What is being asked - Beneath this task are records; print exactly the stretch of them from the line with "repository 05b54038e1dd7fb8" through the line with "impl fmt::Display for", both ends included.

Entries shown -
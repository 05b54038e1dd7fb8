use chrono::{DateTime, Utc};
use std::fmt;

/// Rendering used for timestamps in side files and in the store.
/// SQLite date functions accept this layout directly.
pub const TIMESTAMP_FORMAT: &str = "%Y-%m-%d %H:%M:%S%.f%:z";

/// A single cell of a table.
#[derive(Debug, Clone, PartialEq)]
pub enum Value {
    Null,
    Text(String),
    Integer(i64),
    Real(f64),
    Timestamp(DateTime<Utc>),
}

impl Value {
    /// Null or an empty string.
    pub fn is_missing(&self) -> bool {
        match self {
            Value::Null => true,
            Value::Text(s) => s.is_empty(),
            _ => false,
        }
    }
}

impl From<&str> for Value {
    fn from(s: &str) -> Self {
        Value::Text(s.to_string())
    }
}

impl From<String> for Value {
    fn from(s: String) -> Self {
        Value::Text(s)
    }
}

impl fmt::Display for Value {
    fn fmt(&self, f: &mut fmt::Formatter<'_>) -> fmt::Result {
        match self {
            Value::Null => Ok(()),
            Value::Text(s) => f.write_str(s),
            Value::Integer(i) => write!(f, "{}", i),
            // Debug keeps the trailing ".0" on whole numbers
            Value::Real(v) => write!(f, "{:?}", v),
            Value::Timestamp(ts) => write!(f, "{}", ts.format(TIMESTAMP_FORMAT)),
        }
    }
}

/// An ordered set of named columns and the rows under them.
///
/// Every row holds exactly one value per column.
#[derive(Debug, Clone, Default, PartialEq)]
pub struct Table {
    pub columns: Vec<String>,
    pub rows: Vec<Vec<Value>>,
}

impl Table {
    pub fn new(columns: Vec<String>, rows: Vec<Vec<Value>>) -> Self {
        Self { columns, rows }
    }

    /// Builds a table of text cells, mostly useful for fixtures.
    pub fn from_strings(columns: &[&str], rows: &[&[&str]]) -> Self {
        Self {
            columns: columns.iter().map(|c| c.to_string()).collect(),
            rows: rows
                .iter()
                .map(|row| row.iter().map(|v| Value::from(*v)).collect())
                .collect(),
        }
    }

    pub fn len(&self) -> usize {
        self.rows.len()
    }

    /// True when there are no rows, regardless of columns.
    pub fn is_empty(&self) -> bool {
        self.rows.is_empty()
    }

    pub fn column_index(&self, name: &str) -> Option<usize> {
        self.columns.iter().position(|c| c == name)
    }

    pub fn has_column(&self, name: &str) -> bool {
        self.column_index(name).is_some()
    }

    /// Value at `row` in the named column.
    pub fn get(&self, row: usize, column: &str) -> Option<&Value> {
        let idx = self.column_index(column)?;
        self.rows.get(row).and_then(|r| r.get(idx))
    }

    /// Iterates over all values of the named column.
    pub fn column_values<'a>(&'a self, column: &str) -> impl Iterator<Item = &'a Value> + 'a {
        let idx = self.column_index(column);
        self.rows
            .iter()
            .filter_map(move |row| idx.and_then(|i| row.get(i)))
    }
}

* * *

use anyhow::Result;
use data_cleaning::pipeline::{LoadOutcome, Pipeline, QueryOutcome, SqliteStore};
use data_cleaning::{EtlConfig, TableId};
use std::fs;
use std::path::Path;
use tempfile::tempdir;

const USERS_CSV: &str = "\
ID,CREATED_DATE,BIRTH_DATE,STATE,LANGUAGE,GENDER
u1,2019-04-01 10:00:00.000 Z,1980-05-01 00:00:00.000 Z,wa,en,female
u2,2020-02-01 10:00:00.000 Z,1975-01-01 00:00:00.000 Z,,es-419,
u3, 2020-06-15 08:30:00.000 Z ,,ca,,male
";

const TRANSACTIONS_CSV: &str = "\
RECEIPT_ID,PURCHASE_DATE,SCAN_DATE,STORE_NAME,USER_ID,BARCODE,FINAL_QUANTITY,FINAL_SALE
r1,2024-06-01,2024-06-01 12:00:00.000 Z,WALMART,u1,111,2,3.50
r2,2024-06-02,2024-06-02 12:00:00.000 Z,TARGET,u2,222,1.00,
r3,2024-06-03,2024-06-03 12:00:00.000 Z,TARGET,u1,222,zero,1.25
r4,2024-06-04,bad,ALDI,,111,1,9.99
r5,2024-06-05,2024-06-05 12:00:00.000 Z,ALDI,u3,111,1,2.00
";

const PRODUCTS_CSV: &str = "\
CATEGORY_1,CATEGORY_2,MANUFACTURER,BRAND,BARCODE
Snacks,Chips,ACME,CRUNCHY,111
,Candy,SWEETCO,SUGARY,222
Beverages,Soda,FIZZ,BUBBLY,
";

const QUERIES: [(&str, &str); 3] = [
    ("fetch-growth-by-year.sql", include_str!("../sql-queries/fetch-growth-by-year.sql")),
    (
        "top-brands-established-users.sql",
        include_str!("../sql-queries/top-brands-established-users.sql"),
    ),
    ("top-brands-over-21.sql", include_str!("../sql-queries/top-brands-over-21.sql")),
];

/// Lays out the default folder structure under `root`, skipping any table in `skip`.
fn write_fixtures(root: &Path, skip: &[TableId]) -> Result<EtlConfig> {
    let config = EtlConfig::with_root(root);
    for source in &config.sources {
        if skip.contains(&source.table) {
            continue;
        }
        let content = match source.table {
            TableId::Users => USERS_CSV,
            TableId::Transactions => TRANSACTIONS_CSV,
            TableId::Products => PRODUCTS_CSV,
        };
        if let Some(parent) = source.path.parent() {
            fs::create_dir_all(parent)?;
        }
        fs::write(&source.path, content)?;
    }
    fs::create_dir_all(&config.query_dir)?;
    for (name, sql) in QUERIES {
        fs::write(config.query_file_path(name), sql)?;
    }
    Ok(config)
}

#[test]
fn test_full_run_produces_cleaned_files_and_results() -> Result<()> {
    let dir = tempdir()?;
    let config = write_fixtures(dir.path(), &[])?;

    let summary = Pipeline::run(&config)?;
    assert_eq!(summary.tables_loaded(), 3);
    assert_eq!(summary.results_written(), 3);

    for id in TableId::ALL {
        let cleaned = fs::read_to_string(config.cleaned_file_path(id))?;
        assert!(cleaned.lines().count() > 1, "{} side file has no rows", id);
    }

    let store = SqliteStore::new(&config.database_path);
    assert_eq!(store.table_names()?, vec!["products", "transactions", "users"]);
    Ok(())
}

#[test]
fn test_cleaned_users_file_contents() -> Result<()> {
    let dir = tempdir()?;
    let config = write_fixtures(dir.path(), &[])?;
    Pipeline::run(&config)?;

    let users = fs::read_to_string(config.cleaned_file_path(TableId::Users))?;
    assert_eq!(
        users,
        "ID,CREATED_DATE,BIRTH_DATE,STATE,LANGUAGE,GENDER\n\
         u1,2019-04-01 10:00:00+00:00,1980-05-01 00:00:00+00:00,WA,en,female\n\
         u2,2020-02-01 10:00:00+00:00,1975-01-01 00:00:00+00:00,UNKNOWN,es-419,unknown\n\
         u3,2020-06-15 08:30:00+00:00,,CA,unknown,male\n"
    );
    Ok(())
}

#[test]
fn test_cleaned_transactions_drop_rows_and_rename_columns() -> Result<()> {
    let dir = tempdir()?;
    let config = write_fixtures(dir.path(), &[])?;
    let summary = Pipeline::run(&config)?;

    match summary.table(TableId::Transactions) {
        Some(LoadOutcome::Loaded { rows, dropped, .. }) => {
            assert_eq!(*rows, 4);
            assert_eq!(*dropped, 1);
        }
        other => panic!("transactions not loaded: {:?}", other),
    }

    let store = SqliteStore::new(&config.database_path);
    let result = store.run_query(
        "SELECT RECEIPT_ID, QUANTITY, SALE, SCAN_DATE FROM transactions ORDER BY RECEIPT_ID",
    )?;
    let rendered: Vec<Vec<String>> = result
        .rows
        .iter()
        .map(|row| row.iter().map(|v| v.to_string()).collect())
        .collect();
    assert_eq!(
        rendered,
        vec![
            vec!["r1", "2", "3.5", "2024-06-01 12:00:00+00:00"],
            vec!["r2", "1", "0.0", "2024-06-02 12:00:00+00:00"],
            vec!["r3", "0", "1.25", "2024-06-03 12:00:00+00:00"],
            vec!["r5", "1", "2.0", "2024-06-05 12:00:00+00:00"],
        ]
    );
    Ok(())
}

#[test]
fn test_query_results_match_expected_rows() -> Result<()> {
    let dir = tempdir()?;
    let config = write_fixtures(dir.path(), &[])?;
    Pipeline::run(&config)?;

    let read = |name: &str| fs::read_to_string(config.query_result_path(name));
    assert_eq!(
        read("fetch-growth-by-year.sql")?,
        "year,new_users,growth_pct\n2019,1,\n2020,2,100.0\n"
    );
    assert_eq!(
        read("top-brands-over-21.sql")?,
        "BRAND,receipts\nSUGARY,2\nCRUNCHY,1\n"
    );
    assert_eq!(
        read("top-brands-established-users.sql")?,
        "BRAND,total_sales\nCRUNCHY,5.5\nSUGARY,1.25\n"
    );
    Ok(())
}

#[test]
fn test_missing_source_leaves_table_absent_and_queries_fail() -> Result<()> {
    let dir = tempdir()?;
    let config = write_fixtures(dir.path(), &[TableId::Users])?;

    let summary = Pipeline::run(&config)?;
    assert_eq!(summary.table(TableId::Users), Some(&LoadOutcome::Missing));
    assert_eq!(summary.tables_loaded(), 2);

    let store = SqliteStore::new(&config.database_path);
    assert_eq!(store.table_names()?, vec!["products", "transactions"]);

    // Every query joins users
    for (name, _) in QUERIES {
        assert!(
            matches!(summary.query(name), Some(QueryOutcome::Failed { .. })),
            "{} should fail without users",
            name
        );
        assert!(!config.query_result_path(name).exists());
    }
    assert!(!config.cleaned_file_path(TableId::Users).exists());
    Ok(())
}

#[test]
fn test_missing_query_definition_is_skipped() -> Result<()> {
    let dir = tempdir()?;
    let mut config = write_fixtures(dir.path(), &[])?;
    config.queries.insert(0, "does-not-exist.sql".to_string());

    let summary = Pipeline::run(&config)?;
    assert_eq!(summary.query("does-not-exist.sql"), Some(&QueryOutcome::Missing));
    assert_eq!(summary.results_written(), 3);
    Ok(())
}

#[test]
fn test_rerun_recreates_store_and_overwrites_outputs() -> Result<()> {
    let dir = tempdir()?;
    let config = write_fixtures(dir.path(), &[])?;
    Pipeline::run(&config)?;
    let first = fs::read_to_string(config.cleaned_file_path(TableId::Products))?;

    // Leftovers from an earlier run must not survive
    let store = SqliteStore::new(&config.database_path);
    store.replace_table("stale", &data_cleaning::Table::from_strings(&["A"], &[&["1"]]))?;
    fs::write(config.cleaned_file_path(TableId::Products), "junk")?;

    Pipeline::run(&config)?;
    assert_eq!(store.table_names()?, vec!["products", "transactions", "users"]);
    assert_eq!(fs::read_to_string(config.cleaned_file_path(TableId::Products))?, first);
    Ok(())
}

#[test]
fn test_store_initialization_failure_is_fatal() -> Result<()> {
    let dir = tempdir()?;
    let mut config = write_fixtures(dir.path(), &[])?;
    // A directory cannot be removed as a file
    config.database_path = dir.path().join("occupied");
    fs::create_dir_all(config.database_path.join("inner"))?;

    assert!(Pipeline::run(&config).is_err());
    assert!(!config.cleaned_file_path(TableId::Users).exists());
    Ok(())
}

Written reply -
repository 05b54038e1dd7fb8
use chrono::{DateTime, Utc};
use std::fmt;

/// Rendering used for timestamps in side files and in the store.
/// SQLite date functions accept this layout directly.
pub const TIMESTAMP_FORMAT: &str = "%Y-%m-%d %H:%M:%S%.f%:z";

/// A single cell of a table.
#[derive(Debug, Clone, PartialEq)]
pub enum Value {
    Null,
    Text(String),
    Integer(i64),
    Real(f64),
    Timestamp(DateTime<Utc>),
}

impl Value {
    /// Null or an empty string.
    pub fn is_missing(&self) -> bool {
        match self {
            Value::Null => true,
            Value::Text(s) => s.is_empty(),
            _ => false,
        }
    }
}

impl From<&str> for Value {
    fn from(s: &str) -> Self {
        Value::Text(s.to_string())
    }
}

impl From<String> for Value {
    fn from(s: String) -> Self {
        Value::Text(s)
    }
}

impl fmt::Display for Value {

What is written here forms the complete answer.